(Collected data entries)
--

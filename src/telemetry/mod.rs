//! Logging, tracing, and OTLP export.
//!
//! Without an endpoint only a fmt layer is installed. With one, spans,
//! metrics and log events also go to the collector over gRPC.
//!
//! The binary runs the pool, prints its report, then calls
//! [`TelemetryGuard::finish`]. Export failures surface there rather than
//! through `tracing`, since the pipelines they would travel through are the
//! ones being shut down.

pub mod metrics;
pub mod work;

use opentelemetry::KeyValue;
use opentelemetry::trace::TracerProvider as _;
use opentelemetry_appender_tracing::layer::OpenTelemetryTracingBridge;
use opentelemetry_otlp::WithExportConfig as _;
use opentelemetry_sdk::Resource;
use opentelemetry_sdk::logs::SdkLoggerProvider;
use opentelemetry_sdk::metrics::SdkMeterProvider;
use opentelemetry_sdk::trace::SdkTracerProvider;
use opentelemetry_semantic_conventions::resource::SERVICE_VERSION;
use tracing_subscriber::EnvFilter;
use tracing_subscriber::layer::SubscriberExt as _;
use tracing_subscriber::util::{SubscriberInitExt as _, TryInitError};

use crate::error::{Error, Result};

pub struct TelemetryConfig {
    /// OTLP gRPC endpoint, e.g. `http://localhost:4317`.
    pub endpoint: Option<String>,
    pub service_name: String,
    /// Filter directive used when `RUST_LOG` is not set.
    pub default_level: String,
}

/// The three OTLP pipelines.
struct Exporters {
    traces: SdkTracerProvider,
    metrics: SdkMeterProvider,
    logs: SdkLoggerProvider,
}

impl Exporters {
    fn connect(endpoint: &str, service_name: String) -> Result<Self> {
        let resource = Resource::builder()
            .with_service_name(service_name)
            .with_attribute(KeyValue::new(SERVICE_VERSION, env!("CARGO_PKG_VERSION")))
            .build();

        let spans = opentelemetry_otlp::SpanExporter::builder()
            .with_tonic()
            .with_endpoint(endpoint)
            .build()
            .map_err(|e| exporter_error("span", e))?;
        let metrics = opentelemetry_otlp::MetricExporter::builder()
            .with_tonic()
            .with_endpoint(endpoint)
            .build()
            .map_err(|e| exporter_error("metric", e))?;
        let logs = opentelemetry_otlp::LogExporter::builder()
            .with_tonic()
            .with_endpoint(endpoint)
            .build()
            .map_err(|e| exporter_error("log", e))?;

        Ok(Self {
            traces: SdkTracerProvider::builder()
                .with_batch_exporter(spans)
                .with_resource(resource.clone())
                .build(),
            metrics: SdkMeterProvider::builder()
                .with_periodic_exporter(metrics)
                .with_resource(resource.clone())
                .build(),
            logs: SdkLoggerProvider::builder()
                .with_batch_exporter(logs)
                .with_resource(resource)
                .build(),
        })
    }

    /// Flush and shut down every pipeline, continuing past failures.
    /// Returns one message per pipeline that failed.
    fn shutdown(self) -> Vec<String> {
        [
            ("logs", self.logs.shutdown()),
            ("metrics", self.metrics.shutdown()),
            ("traces", self.traces.shutdown()),
        ]
        .into_iter()
        .filter_map(|(pipeline, result)| result.err().map(|e| format!("{pipeline}: {e}")))
        .collect()
    }
}

/// Keeps the export pipelines alive.
///
/// Call [`finish`](Self::finish) once the run is over. A guard dropped
/// without it (an early error return, say) still shuts the pipelines down
/// and prints failures to stderr.
pub struct TelemetryGuard {
    exporters: Option<Exporters>,
}

impl TelemetryGuard {
    /// True when signals are sent to a collector.
    pub fn is_exporting(&self) -> bool {
        self.exporters.is_some()
    }

    /// Flush buffered spans, metrics and logs and shut the pipelines down.
    ///
    /// # Errors
    ///
    /// [`Error::Telemetry`] naming every pipeline that failed.
    pub fn finish(mut self) -> Result<()> {
        let failures = self
            .exporters
            .take()
            .map(Exporters::shutdown)
            .unwrap_or_default();
        if failures.is_empty() {
            Ok(())
        } else {
            Err(Error::Telemetry(failures.join("; ")))
        }
    }
}

impl Drop for TelemetryGuard {
    fn drop(&mut self) {
        if let Some(exporters) = self.exporters.take() {
            for failure in exporters.shutdown() {
                eprintln!("telemetry export failed during shutdown: {failure}");
            }
        }
    }
}

/// Install the global subscriber, plus OTLP export when an endpoint is set.
///
/// # Errors
///
/// Fails if an exporter cannot be built or a global subscriber is already
/// installed.
pub fn init_telemetry(config: TelemetryConfig) -> Result<TelemetryGuard> {
    let filter = EnvFilter::try_from_default_env()
        .unwrap_or_else(|_| EnvFilter::new(&config.default_level));

    let Some(endpoint) = config.endpoint else {
        tracing_subscriber::registry()
            .with(filter)
            .with(tracing_subscriber::fmt::layer())
            .try_init()
            .map_err(subscriber_error)?;
        return Ok(TelemetryGuard { exporters: None });
    };

    let exporters = Exporters::connect(&endpoint, config.service_name)?;
    opentelemetry::global::set_meter_provider(exporters.metrics.clone());
    let tracer = exporters.traces.tracer("taskscale");

    tracing_subscriber::registry()
        .with(filter)
        .with(tracing_subscriber::fmt::layer().compact())
        .with(tracing_opentelemetry::layer().with_tracer(tracer))
        .with(OpenTelemetryTracingBridge::new(&exporters.logs))
        .try_init()
        .map_err(subscriber_error)?;

    Ok(TelemetryGuard {
        exporters: Some(exporters),
    })
}

fn exporter_error(signal: &str, e: impl std::fmt::Display) -> Error {
    Error::Telemetry(format!("failed to build OTLP {signal} exporter: {e}"))
}

fn subscriber_error(e: TryInitError) -> Error {
    Error::Telemetry(format!("failed to install tracing subscriber: {e}"))
}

--

Each record needs to be copied out again, letter for letter.

- [ANSWER FOR THE TASK]
filename src/telemetry/mod.rs
//! Logging, tracing, and OTLP export.
//!
//! Without an endpoint only a fmt layer is installed. With one, spans,
//! metrics and log events also go to the collector over gRPC.
//!
//! The binary runs the pool, prints its report, then calls
//! [`TelemetryGuard::finish`]. Export failures surface there rather than
//! through `tracing`, since the pipelines they would travel through are the
//! ones being shut down.

pub mod metrics;
pub mod work;

use opentelemetry::KeyValue;
use opentelemetry::trace::TracerProvider as _;
use opentelemetry_appender_tracing::layer::OpenTelemetryTracingBridge;
use opentelemetry_otlp::WithExportConfig as _;
use opentelemetry_sdk::Resource;
use opentelemetry_sdk::logs::SdkLoggerProvider;
use opentelemetry_sdk::metrics::SdkMeterProvider;
use opentelemetry_sdk::trace::SdkTracerProvider;
use opentelemetry_semantic_conventions::resource::SERVICE_VERSION;
use tracing_subscriber::EnvFilter;
use tracing_subscriber::layer::SubscriberExt as _;
use tracing_subscriber::util::{SubscriberInitExt as _, TryInitError};

use crate::error::{Error, Result};

pub struct TelemetryConfig {
    /// OTLP gRPC endpoint, e.g. `http://localhost:4317`.
    pub endpoint: Option<String>,
    pub service_name: String,
    /// Filter directive used when `RUST_LOG` is not set.
    pub default_level: String,
}

/// The three OTLP pipelines.
struct Exporters {
    traces: SdkTracerProvider,
    metrics: SdkMeterProvider,
    logs: SdkLoggerProvider,
}

impl Exporters {
    fn connect(endpoint: &str, service_name: String) -> Result<Self> {
        let resource = Resource::builder()
            .with_service_name(service_name)
            .with_attribute(KeyValue::new(SERVICE_VERSION, env!("CARGO_PKG_VERSION")))
            .build();

        let spans = opentelemetry_otlp::SpanExporter::builder()
            .with_tonic()
            .with_endpoint(endpoint)
            .build()
            .map_err(|e| exporter_error("span", e))?;
        let metrics = opentelemetry_otlp::MetricExporter::builder()
            .with_tonic()
            .with_endpoint(endpoint)
            .build()
            .map_err(|e| exporter_error("metric", e))?;
        let logs = opentelemetry_otlp::LogExporter::builder()
            .with_tonic()
            .with_endpoint(endpoint)
            .build()
            .map_err(|e| exporter_error("log", e))?;

        Ok(Self {
            traces: SdkTracerProvider::builder()
                .with_batch_exporter(spans)
                .with_resource(resource.clone())
                .build(),
            metrics: SdkMeterProvider::builder()
                .with_periodic_exporter(metrics)
                .with_resource(resource.clone())
                .build(),
            logs: SdkLoggerProvider::builder()
                .with_batch_exporter(logs)
                .with_resource(resource)
                .build(),
        })
    }

    /// Flush and shut down every pipeline, continuing past failures.
    /// Returns one message per pipeline that failed.
    fn shutdown(self) -> Vec<String> {
        [
            ("logs", self.logs.shutdown()),
            ("metrics", self.metrics.shutdown()),
            ("traces", self.traces.shutdown()),
        ]
        .into_iter()
        .filter_map(|(pipeline, result)| result.err().map(|e| format!("{pipeline}: {e}")))
        .collect()
    }
}

/// Keeps the export pipelines alive.
///
/// Call [`finish`](Self::finish) once the run is over. A guard dropped
/// without it (an early error return, say) still shuts the pipelines down
/// and prints failures to stderr.
pub struct TelemetryGuard {
    exporters: Option<Exporters>,
}

impl TelemetryGuard {
    /// True when signals are sent to a collector.
    pub fn is_exporting(&self) -> bool {
        self.exporters.is_some()
    }

    /// Flush buffered spans, metrics and logs and shut the pipelines down.
    ///
    /// # Errors
    ///
    /// [`Error::Telemetry`] naming every pipeline that failed.
    pub fn finish(mut self) -> Result<()> {
        let failures = self
            .exporters
            .take()
            .map(Exporters::shutdown)
            .unwrap_or_default();
        if failures.is_empty() {
            Ok(())
        } else {
            Err(Error::Telemetry(failures.join("; ")))
        }
    }
}

impl Drop for TelemetryGuard {
    fn drop(&mut self) {
        if let Some(exporters) = self.exporters.take() {
            for failure in exporters.shutdown() {
                eprintln!("telemetry export failed during shutdown: {failure}");
            }
        }
    }
}

/// Install the global subscriber, plus OTLP export when an endpoint is set.
///
/// # Errors
///
/// Fails if an exporter cannot be built or a global subscriber is already
/// installed.
pub fn init_telemetry(config: TelemetryConfig) -> Result<TelemetryGuard> {
    let filter = EnvFilter::try_from_default_env()
        .unwrap_or_else(|_| EnvFilter::new(&config.default_level));

    let Some(endpoint) = config.endpoint else {
        tracing_subscriber::registry()
            .with(filter)
            .with(tracing_subscriber::fmt::layer())
            .try_init()
            .map_err(subscriber_error)?;
        return Ok(TelemetryGuard { exporters: None });
    };

    let exporters = Exporters::connect(&endpoint, config.service_name)?;
    opentelemetry::global::set_meter_provider(exporters.metrics.clone());
    let tracer = exporters.traces.tracer("taskscale");

    tracing_subscriber::registry()
        .with(filter)
        .with(tracing_subscriber::fmt::layer().compact())
        .with(tracing_opentelemetry::layer().with_tracer(tracer))
        .with(OpenTelemetryTracingBridge::new(&exporters.logs))
        .try_init()
        .map_err(subscriber_error)?;

    Ok(TelemetryGuard {
        exporters: Some(exporters),
    })
}

fn exporter_error(signal: &str, e: impl std::fmt::Display) -> Error {
    Error::Telemetry(format!("failed to build OTLP {signal} exporter: {e}"))
}

fn subscriber_error(e: TryInitError) -> Error {
    Error::Telemetry(format!("failed to install tracing subscriber: {e}"))
}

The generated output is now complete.